Охонины брови
1892
VI
Охоня высидела в бане целых три дня и все время почти не ела. Да и нечего было есть. Только старец Спиридон сжалится иной раз и принесет какую-нибудь корочку.
— Эй, Охоня, што ты все молчишь? — спросил старик.
— Тошно… отстань…
— Эх, девонька, неладно твое дело, а поправить нельзя: пролакомила свою честь девичью на воеводском дворе.
— А што мне было дожидать?.. Хоть час, да мой… Было бы в чем покаяться да под старость вспомнить.
— Девка, молчи!..
— И то молчу… А ты не спрашивай без пути. Говорят тебе: тошно.
— Грех-то какой ты на душу приняла, а? — брюзжал Спиридон. — Ты подумай только, грех-то какой…
— У девки один грех, а ты осудил, — грех-то и вышел на тебе. Помру, ты же замаливать будешь.
— Ну и девка! — удивлялся Спиридон. — Ты как должна бы себя содержать: на голос реветь… А то молчит, как березовый пень.
— Может, плакать-то не о чем. Надоел… уйди.

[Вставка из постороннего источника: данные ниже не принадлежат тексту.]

//! Pass-through adapters that show every transferred byte to an observer.

use crate::digest::Digest;
use crate::error::StreamResult;
use crate::stream::{Sink, Source, Transfer};

/// Receives the bytes flowing through a tap, in order.
pub trait Observer {
    /// Called with each run of transferred bytes.
    fn observe(&mut self, data: &[u8]);
}

impl<D: Digest> Observer for D {
    fn observe(&mut self, data: &[u8]) {
        self.update(data);
    }
}

/// Adapts a closure into an [`Observer`].
pub struct FnObserver<F>(pub F);

impl<F: FnMut(&[u8])> Observer for FnObserver<F> {
    fn observe(&mut self, data: &[u8]) {
        (self.0)(data)
    }
}

/// Source that forwards reads and observes what was read.
pub struct TapSource<S, O> {
    source: S,
    observer: O,
    total: u64,
}

impl<S: Source, O: Observer> TapSource<S, O> {
    /// Wraps `source`.
    pub fn new(source: S, observer: O) -> Self {
        Self {
            source,
            observer,
            total: 0,
        }
    }

    /// The observer.
    pub fn observer(&self) -> &O {
        &self.observer
    }

    /// The observer, mutably.
    pub fn observer_mut(&mut self) -> &mut O {
        &mut self.observer
    }

    /// Bytes observed so far.
    pub fn total(&self) -> u64 {
        self.total
    }

    /// Splits into the source and the observer.
    pub fn into_parts(self) -> (S, O) {
        (self.source, self.observer)
    }
}

impl<S: Source, O: Observer> Source for TapSource<S, O> {
    fn read(&mut self, dest: &mut [u8]) -> StreamResult<Transfer> {
        let transfer = self.source.read(dest)?;
        if let Transfer::Bytes(n) = transfer {
            if n > 0 {
                self.observer.observe(&dest[..n]);
                self.total += n as u64;
            }
        }
        Ok(transfer)
    }
}

/// Sink that forwards writes and observes what was accepted.
pub struct TapSink<K, O> {
    sink: K,
    observer: O,
    total: u64,
}

impl<K: Sink, O: Observer> TapSink<K, O> {
    /// Wraps `sink`.
    pub fn new(sink: K, observer: O) -> Self {
        Self {
            sink,
            observer,
            total: 0,
        }
    }

    /// The observer.
    pub fn observer(&self) -> &O {
        &self.observer
    }

    /// The observer, mutably.
    pub fn observer_mut(&mut self) -> &mut O {
        &mut self.observer
    }

    /// Bytes observed so far.
    pub fn total(&self) -> u64 {
        self.total
    }

    /// Splits into the sink and the observer.
    pub fn into_parts(self) -> (K, O) {
        (self.sink, self.observer)
    }
}

impl<K: Sink, O: Observer> Sink for TapSink<K, O> {
    fn write(&mut self, src: &[u8]) -> StreamResult<Transfer> {
        let transfer = self.sink.write(src)?;
        if let Transfer::Bytes(n) = transfer {
            if n > 0 {
                // Only the accepted prefix counts; the rest will be offered again.
                self.observer.observe(&src[..n]);
                self.total += n as u64;
            }
        }
        Ok(transfer)
    }

    fn close(&mut self) -> StreamResult<Transfer> {
        self.sink.close()
    }
}

#[cfg(test)]
mod tests {
    use super::*;
    use crate::buffer::Buffer;
    use crate::digest::Crc32;
    use crate::stream::read_to_end;

    /// Accepts at most two bytes per call.
    struct Narrow(Vec<u8>);

    impl Sink for Narrow {
        fn write(&mut self, src: &[u8]) -> StreamResult<Transfer> {
            let n = src.len().min(2);
            self.0.extend_from_slice(&src[..n]);
            Ok(Transfer::Bytes(n))
        }

        fn close(&mut self) -> StreamResult<Transfer> {
            Ok(Transfer::EndOfStream)
        }
    }

    #[test]
    fn test_tap_source_checksums_stream() {
        let data = b"The quick brown fox jumps over the lazy dog";
        let mut tap = TapSource::new(Buffer::from_slice(data), Crc32::default());
        let out = read_to_end(&mut tap, 5).unwrap();
        assert_eq!(out, data);
        assert_eq!(tap.total(), data.len() as u64);
        assert_eq!(tap.observer().get(), 0x414F_A339);
    }

    #[test]
    fn test_tap_sink_observes_only_accepted_bytes() {
        let mut seen = Vec::new();
        {
            let mut tap = TapSink::new(Narrow(Vec::new()), FnObserver(|d: &[u8]| seen.extend_from_slice(d)));
            assert_eq!(tap.write(b"abcde").unwrap(), Transfer::Bytes(2));
            assert_eq!(tap.write(b"cde").unwrap(), Transfer::Bytes(2));
            assert_eq!(tap.write(b"e").unwrap(), Transfer::Bytes(1));
            assert_eq!(tap.total(), 5);
            assert_eq!(tap.close().unwrap(), Transfer::EndOfStream);
            let (sink, _) = tap.into_parts();
            assert_eq!(sink.0, b"abcde");
        }
        assert_eq!(seen, b"abcde");
    }

    #[test]
    fn test_eos_is_not_observed() {
        let mut calls = 0;
        let mut tap = TapSource::new(Buffer::new(), FnObserver(|_: &[u8]| calls += 1));
        let mut buf = [0u8; 4];
        assert_eq!(tap.read(&mut buf).unwrap(), Transfer::EndOfStream);
        drop(tap);
        assert_eq!(calls, 0);
    }
}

Старец Спиридон только вздохнул. Ну, и чадушко только зародилось у дьячка. Того гляди, еще что-нибудь сделает над собой. А Охоня действительно сильно задумывалась: забьется в угол и по целым часам не шевельнется. Думает-думает, закроет глаза, и кажется ей, точно она по воде плывет. Все дальше, все дальше, а тут обомрет сердце, дух захватит, и она вскочит как сумасшедшая. Страх нападал на нее по ночам. Все какие-то шаги слышатся, а потом знакомый сердитый голос спрашивает: «А, ты вот где!» Хочет Охоня крикнуть и не может. У самой руки и ноги трясутся, пот холодный выступает. Ах, как страшно, как горько, как обидно! Всю-то свою девичью жизнь вспоминает Охоня, как она у бати жила в Служней слободе, ничего не знала, не ведала, как батю в Усторожье увезли, как ходила к нему в тюрьму… А там в окно глядели на нее два соколиных молодецких глаза, — глядели прямо в душу, и запал молодецкий взгляд. Горячие девичьи сны грезой прошли, а потом все повернулось по-другому. Очень уж не поглянулось Охоне обительское послушание: убежала она к старому да корявому воеводе. Стыдно ей было сначала, а больше того муторно. Ласковый был к ней Полуект Степаныч, и боялась она, когда он к ней подходил. Припадочный какой-то старичонка, а размякнет — не глядели бы глазыньки. Туда же — целоваться лезет, сторожит, заглядывает… Смешно даже было, когда Охоня, случалось, прогонит его, а воевода сядет и заплачет, как ребенок малый.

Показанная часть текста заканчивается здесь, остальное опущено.